Chavez will Uhren in Venezuela vorstellen

Venezuelas Präsident Hugo Chavez plant, die Uhren in seinem Land eine halbe Stunde vorzustellen. Es gehe bei der Maßnahme um die Auswirkungen von Sonnenlicht auf den Stoffwechsel des Menschen, erläuterte der Staatschef in einer siebenstündigen (!) Sendung seiner Fernsehshow "Hallo Präsident".

Das menschliche Gehirn werde durch Sonnenlicht beeinflusst, gab der Präsident, der sich in seinem Land auf dem besten Weg zum autoritären Herrscher befindet, zum Besten.

Sein Wissenschaftsminister Hector Navarro, der in der Sendung zu Gast war, betonte, von der durch die Zeitverschiebung längeren Helligkeit profitierten "alle Venezolaner bei ihrer Arbeit und in ihren Studien". Mit der Zeitumstellung läge Venezuela nicht mehr fünf, sondern nun nur noch viereinhalb Stunden hinter der mitteleuropäischen Zeit.

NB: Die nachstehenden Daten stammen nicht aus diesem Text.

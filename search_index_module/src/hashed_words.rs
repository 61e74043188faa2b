//! Privacy-preserving word fingerprints for inbound email.
//!
//! Email text is reduced to a set of short keyed hashes so conversations can
//! be matched against search terms without persisting the words themselves.
//! The same secret must be used for indexing and querying, otherwise the
//! fingerprints are not comparable.

use std::collections::HashSet;
use std::sync::Arc;

use base64::engine::general_purpose::URL_SAFE_NO_PAD;
use base64::Engine;
use hmac::{Hmac, Mac};
use rust_stemmers::{Algorithm, Stemmer};
use sha2::Sha256;
use tracing::{debug, warn};

use crate::secrets_store::{SecretStore, SecretStoreError};

type HmacSha256 = Hmac<Sha256>;

pub const HASH_WORDS_SECRET_NAME: &str = "hash-words";
pub const HASHED_WORD_LENGTH: usize = 7;

/// The parts of an email that get indexed.
#[derive(Debug, Clone, Default, PartialEq, Eq)]
pub struct EmailText {
    pub from: Option<String>,
    pub subject: Option<String>,
    pub body: Option<String>,
}

impl EmailText {
    pub fn new(from: Option<&str>, subject: Option<&str>, body: Option<&str>) -> Self {
        Self {
            from: from.map(str::to_string),
            subject: subject.map(str::to_string),
            body: body.map(str::to_string),
        }
    }
}

#[derive(Debug, thiserror::Error)]
pub enum HashedWordsError {
    #[error("secret unavailable: {0}")]
    SecretUnavailable(#[from] SecretStoreError),
    #[error("secret '{0}' is empty")]
    EmptySecret(String),
    #[error("secret cannot key HMAC-SHA256")]
    InvalidKey,
}

pub struct HashedWordExtractor {
    secrets: Arc<dyn SecretStore>,
    secret_name: String,
    stemmer: Stemmer,
}

impl HashedWordExtractor {
    pub fn new(secrets: Arc<dyn SecretStore>) -> Self {
        Self::with_secret_name(secrets, HASH_WORDS_SECRET_NAME)
    }

    pub fn with_secret_name(secrets: Arc<dyn SecretStore>, secret_name: impl Into<String>) -> Self {
        Self {
            secrets,
            secret_name: secret_name.into(),
            stemmer: Stemmer::create(Algorithm::English),
        }
    }

    pub fn secret_name(&self) -> &str {
        &self.secret_name
    }

    /// Fingerprint the sender, subject and body of an email.
    ///
    /// Fails without producing anything when the secret cannot be fetched.
    pub fn extract_hashed_words(
        &self,
        email: &EmailText,
    ) -> Result<HashSet<String>, HashedWordsError> {
        let tokens = collect_tokens(email);
        let hashes = self.hash_tokens(&tokens)?;
        let hashed: HashSet<String> = hashes.into_iter().collect();
        debug!(
            "hashed {} tokens into {} distinct words",
            tokens.len(),
            hashed.len()
        );
        Ok(hashed)
    }

    /// Stem and hash already-normalized tokens, keeping duplicates.
    pub fn hash_tokens(&self, tokens: &[String]) -> Result<Vec<String>, HashedWordsError> {
        let keyed = self.keyed_mac()?;
        let candidates = with_stems(&self.stemmer, tokens);
        Ok(candidates
            .iter()
            .filter_map(|word| truncated_hash(&keyed, word))
            .collect())
    }

    fn keyed_mac(&self) -> Result<HmacSha256, HashedWordsError> {
        let secret = self
            .secrets
            .get_or_create_secret(&self.secret_name)
            .map_err(|err| {
                warn!("failed to load secret '{}': {}", self.secret_name, err);
                HashedWordsError::SecretUnavailable(err)
            })?;
        if secret.is_empty() {
            return Err(HashedWordsError::EmptySecret(self.secret_name.clone()));
        }
        HmacSha256::new_from_slice(secret.as_bytes()).map_err(|_| HashedWordsError::InvalidKey)
    }
}

/// Split an email into raw tokens.
///
/// The sender is one token as-is. Subject and body are lower-cased, split on
/// whitespace and trimmed of surrounding punctuation.
pub fn collect_tokens(email: &EmailText) -> Vec<String> {
    let mut tokens = Vec::new();
    if let Some(from) = email.from.as_deref().filter(|value| !value.is_empty()) {
        tokens.push(from.to_string());
    }
    for text in [email.subject.as_deref(), email.body.as_deref()]
        .into_iter()
        .flatten()
    {
        tokens.extend(split_words(text));
    }
    tokens
}

fn split_words(text: &str) -> Vec<String> {
    text.to_lowercase()
        .split_whitespace()
        .map(|word| word.trim_matches(|ch: char| !ch.is_alphanumeric()))
        .filter(|word| !word.is_empty())
        .map(str::to_string)
        .collect()
}

// Raw words followed by their stems. Both are indexed so a later lookup can
// hit on either the exact word or its root.
fn with_stems(stemmer: &Stemmer, tokens: &[String]) -> Vec<String> {
    let mut candidates = Vec::with_capacity(tokens.len() * 2);
    candidates.extend(tokens.iter().cloned());
    candidates.extend(tokens.iter().map(|token| stemmer.stem(token).into_owned()));
    candidates
}

fn truncated_hash(keyed: &HmacSha256, word: &str) -> Option<String> {
    let mut mac = keyed.clone();
    mac.update(word.as_bytes());
    let encoded = URL_SAFE_NO_PAD.encode(mac.finalize().into_bytes());
    let short: String = encoded.chars().take(HASHED_WORD_LENGTH).collect();
    (!short.is_empty()).then_some(short)
}
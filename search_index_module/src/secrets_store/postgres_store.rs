use postgres_native_tls::MakeTlsConnector;
use r2d2::{Pool, PooledConnection};
use r2d2_postgres::PostgresConnectionManager;
use std::env;
use std::time::Duration;
use tracing::{error, info};

use super::{generate_secret, validate_name, SecretStore, SecretStoreError};

#[derive(Debug)]
struct LoggingErrorHandler;

impl r2d2::HandleError<postgres::Error> for LoggingErrorHandler {
    fn handle_error(&self, err: postgres::Error) {
        error!("secrets_store postgres pool error: {:?}", err);
    }
}

/// Secrets persisted in the shared Postgres database.
#[derive(Clone)]
pub struct PostgresSecretStore {
    pool: Pool<PostgresConnectionManager<MakeTlsConnector>>,
}

impl PostgresSecretStore {
    pub fn from_env() -> Result<Self, SecretStoreError> {
        let db_url = env::var("SUPABASE_DB_URL")
            .ok()
            .filter(|v| !v.trim().is_empty())
            .ok_or(SecretStoreError::MissingDbUrl)?;
        Self::new(&db_url)
    }

    pub fn new(db_url: &str) -> Result<Self, SecretStoreError> {
        let config: postgres::Config = db_url.parse()?;

        let mut tls_builder = native_tls::TlsConnector::builder();
        if env::var("SECRETS_TLS_ALLOW_INVALID_CERTS")
            .map(|v| matches!(v.to_lowercase().as_str(), "1" | "true" | "yes"))
            .unwrap_or(false)
        {
            tls_builder.danger_accept_invalid_certs(true);
            tls_builder.danger_accept_invalid_hostnames(true);
        }
        let tls_connector = tls_builder
            .build()
            .map_err(|e| SecretStoreError::Config(e.to_string()))?;
        let tls = MakeTlsConnector::new(tls_connector);

        let manager = PostgresConnectionManager::new(config, tls);
        let pool = Pool::builder()
            .max_size(4)
            .connection_timeout(Duration::from_secs(5))
            .idle_timeout(Some(Duration::from_secs(300)))
            .error_handler(Box::new(LoggingErrorHandler))
            .build(manager)?;

        let store = Self { pool };
        store.ensure_schema()?;
        Ok(store)
    }

    fn conn(
        &self,
    ) -> Result<PooledConnection<PostgresConnectionManager<MakeTlsConnector>>, SecretStoreError>
    {
        Ok(self.pool.get()?)
    }

    fn ensure_schema(&self) -> Result<(), SecretStoreError> {
        let mut conn = self.conn()?;
        conn.batch_execute(
            "CREATE TABLE IF NOT EXISTS secrets (
                name TEXT PRIMARY KEY,
                value TEXT NOT NULL,
                created_at TIMESTAMPTZ NOT NULL DEFAULT now()
            )",
        )?;
        Ok(())
    }
}

impl SecretStore for PostgresSecretStore {
    fn get_or_create_secret(&self, name: &str) -> Result<String, SecretStoreError> {
        let name = validate_name(name)?;
        let candidate = generate_secret();
        let mut conn = self.conn()?;
        let inserted = conn.execute(
            "INSERT INTO secrets (name, value, created_at)
             VALUES ($1, $2, NOW())
             ON CONFLICT (name) DO NOTHING",
            &[&name, &candidate],
        )?;
        if inserted > 0 {
            info!("created secret '{}' in postgres", name);
        }
        let row = conn.query_one("SELECT value FROM secrets WHERE name = $1", &[&name])?;
        Ok(row.get(0))
    }

    fn get_secret(&self, name: &str) -> Result<Option<String>, SecretStoreError> {
        let name = validate_name(name)?;
        let mut conn = self.conn()?;
        let row = conn.query_opt("SELECT value FROM secrets WHERE name = $1", &[&name])?;
        Ok(row.map(|r| r.get(0)))
    }
}
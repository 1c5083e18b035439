use game_console::config::RACING_FPS;
use game_console::game::RacingGame;
use game_console::lifecycle;

use rand::rngs::StdRng;
use rand::SeedableRng;

fn main() {
    let mut game = RacingGame::new(StdRng::from_entropy());
    lifecycle::exit_on_error("game_racing", lifecycle::run_game("game_racing", &mut game, RACING_FPS, false));
}
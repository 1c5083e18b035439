use log::{debug, info};
use rand::seq::SliceRandom;
use rand::Rng;

use crate::direction::Direction;
use crate::grid::Grid;
use Pixel::*;

#[derive(Copy, Clone, Debug, PartialEq, Eq)]
pub enum Pixel {
    Empty,
    Car,
    Obstacle,
    Crash,
}

/// Lane-dodging road. The car lives on the bottom row and only moves
/// sideways while obstacles fall one row per frame.
pub struct Road {
    grid: Grid<Pixel>,
    car_x: usize,
    car_y: usize,
    num_obstacles: usize,
    max_obstacles: usize,
    crashed: bool,
    frames: u64,
}

impl Road {
    pub fn new(width: usize, height: usize) -> Self {
        let mut grid = Grid::new(width, height, Empty);
        let (car_x, car_y) = (width / 2, height - 1);
        grid.set(car_x, car_y, Car);

        // At most one obstacle per row on average
        let max_obstacles = height;

        Road { grid, car_x, car_y, num_obstacles: 0, max_obstacles, crashed: false, frames: 0 }
    }

    pub fn grid(&self) -> &Grid<Pixel> {
        &self.grid
    }

    pub fn grid_mut(&mut self) -> &mut Grid<Pixel> {
        &mut self.grid
    }

    pub fn car(&self) -> (usize, usize) {
        (self.car_x, self.car_y)
    }

    pub fn num_obstacles(&self) -> usize {
        self.num_obstacles
    }

    pub fn is_crashed(&self) -> bool {
        self.crashed
    }

    /// Frames survived so far.
    pub fn frames(&self) -> u64 {
        self.frames
    }

    /// Drops an obstacle at (x, y). Returns false if the cell isn't empty.
    pub fn place_obstacle(&mut self, x: usize, y: usize) -> bool {
        if self.grid.get(x, y) != Empty {
            return false;
        }
        self.grid.set(x, y, Obstacle);
        self.num_obstacles += 1;
        true
    }

    /// Runs one frame: steer, lower every obstacle, then maybe spawn new
    /// ones. Returns true on a crash, after which the road is frozen.
    pub fn step<R: Rng + ?Sized>(&mut self, steer: Option<Direction>, rng: &mut R) -> bool {
        if self.crashed {
            return true;
        }

        if let Some(dir) = steer.filter(|d| d.is_horizontal()) {
            self.steer(dir);
        }

        self.crashed = self.lower_obstacles();
        if self.crashed {
            info!("car crashed after {} frames", self.frames);
            return true;
        }

        self.spawn_obstacles(rng);
        self.frames += 1;
        false
    }

    fn steer(&mut self, dir: Direction) {
        let car = self.grid.index_of(self.car_x, self.car_y);
        if let Some(next) = self.grid.step(car, dir) {
            if self.grid.get_at(next) != Obstacle {
                self.grid.set_at(car, Empty);
                self.grid.set_at(next, Car);
                self.car_x = self.grid.coords_of(next).0;
            }
        }
    }

    // Walks from the last cell backwards so an obstacle is never moved twice
    fn lower_obstacles(&mut self) -> bool {
        let mut collision = false;

        for idx in (0..self.grid.len()).rev() {
            if self.grid.get_at(idx) != Obstacle {
                continue;
            }

            self.grid.set_at(idx, Empty);
            match self.grid.step(idx, Direction::Down) {
                None => self.num_obstacles -= 1,
                Some(next) if self.grid.get_at(next) == Car => {
                    self.grid.set_at(next, Crash);
                    self.num_obstacles -= 1;
                    collision = true;
                }
                Some(next) => self.grid.set_at(next, Obstacle),
            }
        }

        collision
    }

    fn spawn_obstacles<R: Rng + ?Sized>(&mut self, rng: &mut R) {
        let width = self.grid.width();
        let density = 1.0 / width as f64;

        for _ in 0..width {
            if self.num_obstacles >= self.max_obstacles {
                return;
            }

            let free: Vec<usize> = (0..width).filter(|&x| self.grid.get(x, 0) == Empty).collect();
            let x = match free.choose(rng) {
                Some(&x) => x,
                None => return,
            };

            if rng.gen_bool(density) {
                self.grid.set(x, 0, Obstacle);
                self.num_obstacles += 1;
                debug!("obstacle spawned in lane {}", x);
            }
        }
    }
}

Hugo Chavez gilt als scharfer US-Kritiker und sorgte in letzter Zeit wiederholt durch ungewöhnliche Polit-Aktionen für Aufsehen. Zuletzt wollte er eine unbegrenzte Wiederwahl für das Präsidentenamt durchsetzen, davor drehte er privaten (kritischen) TV-Sendern die Geldhähne zu, schüchterte die politstarke Oberschicht Venezuelas ein und sorgte mit der Ankündigung vom Austritt Venezuelas aus der Weltbank und dem internationalen Währungsfond für Aufsehen.

Chavez gilt als Freund und Verehrer Fidel Castros und lässt sich in seiner Heimat oft bei geschickt und PR-wirksam inszenierten Umzügen feiern. Zudem fröhnt er dem Populismus, in dem er westliche Länder und die USA vor seinen Bürgern als "die Bösen" charakterisiert.

Chavez: "USA planen Putsch"
Aktuell wirft er den USA vor, in den Streitkräften seines Landes Verschwörer für einen Putsch gegen ihn anwerben zu wollen. Damit solle die von ihm vorgestellte Verfassungsreform unterlaufen werden, mit der er die Begrenzungen für die Wiederwahl des Präsidenten abschaffen und seine Amtszeit von 6 auf 7 Jahre verlängern will.

"Die Verschwörung hat bereits begonnen", sagte Chavez in seiner wöchentlichen Radio- und Fernsehsendung. "Die Botschaften zirkulieren in den Kasernen. Die Hand der CIA, das Imperium, steckt dahinter. Sie versuchen einen Putsch." Vor fünf Jahren überstand Chavez einen Putsch, hinter dem er auch die CIA vermutete. Chavez kennt sich mit Staatsstreichen gut aus, schließlich hatte er sich 1992 selbst an einem Militärputsch gegen die damalige Regierung beteiligt.